Across the records below, how many lines include the string "Generated"? State the number and nothing more.

Saved data entries
*** Block opens ***
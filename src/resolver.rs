/*
 * @file resolver.rs
 * @brief Response resolution for one chat turn
 * @author Kevin Thomas
 * @date 2025
 *
 * MIT License
 *
 * Copyright (c) 2025 Kevin Thomas
 *
 * Permission is hereby granted, free of charge, to any person obtaining a copy
 * of this software and associated documentation files (the "Software"), to deal
 * in the Software without restriction, including without limitation the rights
 * to use, copy, modify, merge, publish, distribute, sublicense, and/or sell
 * copies of the Software, and to permit persons to whom the Software is
 * furnished to do so, subject to the following conditions:
 *
 * The above copyright notice and this permission notice shall be included in all
 * copies or substantial portions of the Software.
 *
 * THE SOFTWARE IS PROVIDED "AS IS", WITHOUT WARRANTY OF ANY KIND, EXPRESS OR
 * IMPLIED, INCLUDING BUT NOT LIMITED TO THE WARRANTIES OF MERCHANTABILITY,
 * FITNESS FOR A PARTICULAR PURPOSE AND NONINFRINGEMENT. IN NO EVENT SHALL THE
 * AUTHORS OR COPYRIGHT HOLDERS BE LIABLE FOR ANY CLAIM, DAMAGES OR OTHER
 * LIABILITY, WHETHER IN AN ACTION OF CONTRACT, TORT OR OTHERWISE, ARISING FROM,
 * OUT OF OR IN CONNECTION WITH THE SOFTWARE OR THE USE OR OTHER DEALINGS IN THE
 * SOFTWARE.
 */

//! Turns one user utterance into an answer.
//!
//! Resolution order: greeting set, exact FAQ match, substring FAQ match,
//! then the generative fallback.

use crate::faq::{canonicalize, FaqStore};
use crate::generator::Generator;
use crate::greeting::{greet, is_greeting};
use chrono::{Local, NaiveTime};
use tracing::{debug, info};

/// Where an answer came from.
#[derive(Clone, Copy, Debug, PartialEq, Eq)]
pub enum AnswerSource {
    Greeting,
    Faq,
    Generated,
}

/// Outcome of resolving one turn.
///
/// `NoAnswer` carries no text; the caller picks the apology.
#[derive(Clone, Debug, PartialEq, Eq)]
pub enum Resolution {
    Answered { text: String, source: AnswerSource },
    NoAnswer,
}

impl Resolution {
    /// Answer text, if any.
    pub fn text(&self) -> Option<&str> {
        match self {
            Resolution::Answered { text, .. } => Some(text),
            Resolution::NoAnswer => None,
        }
    }

    /// Whether the answer came from the greeting set.
    pub fn is_greeting(&self) -> bool {
        matches!(
            self,
            Resolution::Answered {
                source: AnswerSource::Greeting,
                ..
            }
        )
    }

    fn answered(text: impl Into<String>, source: AnswerSource) -> Self {
        Resolution::Answered {
            text: text.into(),
            source,
        }
    }
}

/// Response resolver over an immutable FAQ table and a generator.
pub struct Resolver<G> {
    faq: FaqStore,
    generator: G,
}

impl<G: Generator> Resolver<G> {
    /// Creates a resolver over `faq` backed by `generator`.
    pub fn new(faq: FaqStore, generator: G) -> Self {
        Self { faq, generator }
    }

    /// FAQ table consulted before the generator.
    pub fn faq(&self) -> &FaqStore {
        &self.faq
    }

    /// Resolves `raw_text` using the local wall-clock time for greetings.
    pub async fn resolve(&self, raw_text: &str) -> Resolution {
        self.resolve_at(raw_text, Local::now().time()).await
    }

    /// Resolves `raw_text` as if the current time were `now`.
    ///
    /// # Arguments
    /// * `raw_text` - Unprocessed user input.
    /// * `now` - Time of day used for greeting selection.
    ///
    /// # Returns
    /// * `Resolution` - The answer and its source, or `NoAnswer`.
    pub async fn resolve_at(&self, raw_text: &str, now: NaiveTime) -> Resolution {
        let question = canonicalize(raw_text);
        if question.is_empty() {
            return Resolution::NoAnswer;
        }
        if is_greeting(&question) {
            return Resolution::answered(greet(&now), AnswerSource::Greeting);
        }
        if let Some(answer) = self.faq.find(&question) {
            debug!(%question, "FAQ hit");
            return Resolution::answered(answer, AnswerSource::Faq);
        }
        match self.generator.generate(raw_text).await {
            Ok(answer) if !answer.trim().is_empty() => {
                Resolution::answered(answer, AnswerSource::Generated)
            }
            Ok(_) => Resolution::NoAnswer,
            Err(err) => {
                info!(%question, error = %err, "no answer available");
                Resolution::NoAnswer
            }
        }
    }
}

#[cfg(test)]
mod tests {
    use super::*;
    use crate::faq::{default_faq, FaqEntry};
    use crate::generator::GenerationError;
    use async_trait::async_trait;
    use std::sync::Mutex;

    /// Generator double that records every question it receives.
    struct ScriptedGenerator {
        reply: Option<&'static str>,
        calls: Mutex<Vec<String>>,
    }

    impl ScriptedGenerator {
        fn replying(reply: &'static str) -> Self {
            Self {
                reply: Some(reply),
                calls: Mutex::new(Vec::new()),
            }
        }

        fn failing() -> Self {
            Self {
                reply: None,
                calls: Mutex::new(Vec::new()),
            }
        }

        fn calls(&self) -> Vec<String> {
            self.calls.lock().unwrap().clone()
        }
    }

    #[async_trait]
    impl Generator for ScriptedGenerator {
        async fn generate(&self, question: &str) -> Result<String, GenerationError> {
            self.calls.lock().unwrap().push(question.to_string());
            match self.reply {
                Some(reply) => Ok(reply.to_string()),
                None => Err(GenerationError::Status(503)),
            }
        }
    }

    fn noon() -> NaiveTime {
        NaiveTime::from_hms_opt(12, 30, 0).expect("valid time")
    }

    #[tokio::test]
    async fn faq_hit_bypasses_generator() {
        let resolver = Resolver::new(default_faq(), ScriptedGenerator::failing());
        for input in [
            "What is your return policy?",
            "  WHAT IS YOUR RETURN POLICY!! ",
            "what is your return policy.\n",
        ] {
            assert_eq!(
                resolver.resolve_at(input, noon()).await,
                Resolution::Answered {
                    text: "Our return policy allows returns within 30 days of purchase.".to_string(),
                    source: AnswerSource::Faq,
                }
            );
        }
        assert!(resolver.generator.calls().is_empty());
    }

    #[tokio::test]
    async fn every_stored_question_resolves_to_its_answer() {
        let resolver = Resolver::new(default_faq(), ScriptedGenerator::failing());
        for entry in resolver.faq().entries().iter().filter(|e| !is_greeting(&e.question)) {
            let shouted = format!(" {}? ", entry.question.to_uppercase());
            let resolution = resolver.resolve_at(&shouted, noon()).await;
            assert_eq!(resolution.text(), Some(entry.answer.as_str()), "{}", entry.question);
        }
        assert!(resolver.generator.calls().is_empty());
    }

    #[tokio::test]
    async fn greetings_override_faq_entries() {
        let faq = FaqStore::from_entries(vec![FaqEntry::new("hello", "canned hello")]);
        let resolver = Resolver::new(faq, ScriptedGenerator::failing());
        for input in ["HELLO", " Good Morning! ", "hi"] {
            let resolution = resolver.resolve_at(input, noon()).await;
            assert!(resolution.is_greeting());
            assert_eq!(resolution.text(), Some("Good afternoon! How can I assist you?"));
        }
        assert!(resolver.generator.calls().is_empty());
    }

    #[tokio::test]
    async fn miss_uses_generator_once_with_raw_text() {
        let resolver = Resolver::new(default_faq(), ScriptedGenerator::replying("I don't know"));
        let resolution = resolver.resolve_at("banana", noon()).await;
        assert_eq!(
            resolution,
            Resolution::Answered {
                text: "I don't know".to_string(),
                source: AnswerSource::Generated,
            }
        );
        assert_eq!(resolver.generator.calls(), vec!["banana".to_string()]);

        let other = Resolver::new(default_faq(), ScriptedGenerator::replying("ok"));
        other.resolve_at("  Why Is The Sky Blue?", noon()).await;
        assert_eq!(other.generator.calls(), vec!["  Why Is The Sky Blue?".to_string()]);
    }

    #[tokio::test]
    async fn generator_failure_means_no_answer() {
        let resolver = Resolver::new(default_faq(), ScriptedGenerator::failing());
        assert_eq!(resolver.resolve_at("banana", noon()).await, Resolution::NoAnswer);
        assert_eq!(resolver.generator.calls().len(), 1);
    }

    #[tokio::test]
    async fn blank_generation_means_no_answer() {
        let resolver = Resolver::new(default_faq(), ScriptedGenerator::replying("  "));
        assert_eq!(resolver.resolve_at("banana", noon()).await, Resolution::NoAnswer);
    }

    #[tokio::test]
    async fn empty_input_skips_generator() {
        let resolver = Resolver::new(default_faq(), ScriptedGenerator::replying("unused"));
        assert_eq!(resolver.resolve_at(" ?! ", noon()).await, Resolution::NoAnswer);
        assert!(resolver.generator.calls().is_empty());
    }

    #[tokio::test]
    async fn substring_match_precedes_generator() {
        let resolver = Resolver::new(default_faq(), ScriptedGenerator::replying("unused"));
        assert_eq!(
            resolver.resolve_at("Track my order", noon()).await.text(),
            Some("You can track your order through the 'My Orders' section on our website.")
        );
        assert_eq!(
            resolver.resolve_at("how can i track my order please", noon()).await.text(),
            Some("You can track your order through the 'My Orders' section on our website.")
        );
        assert!(resolver.generator.calls().is_empty());
    }
}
*** Block closes ***
- _Exercise solution_
3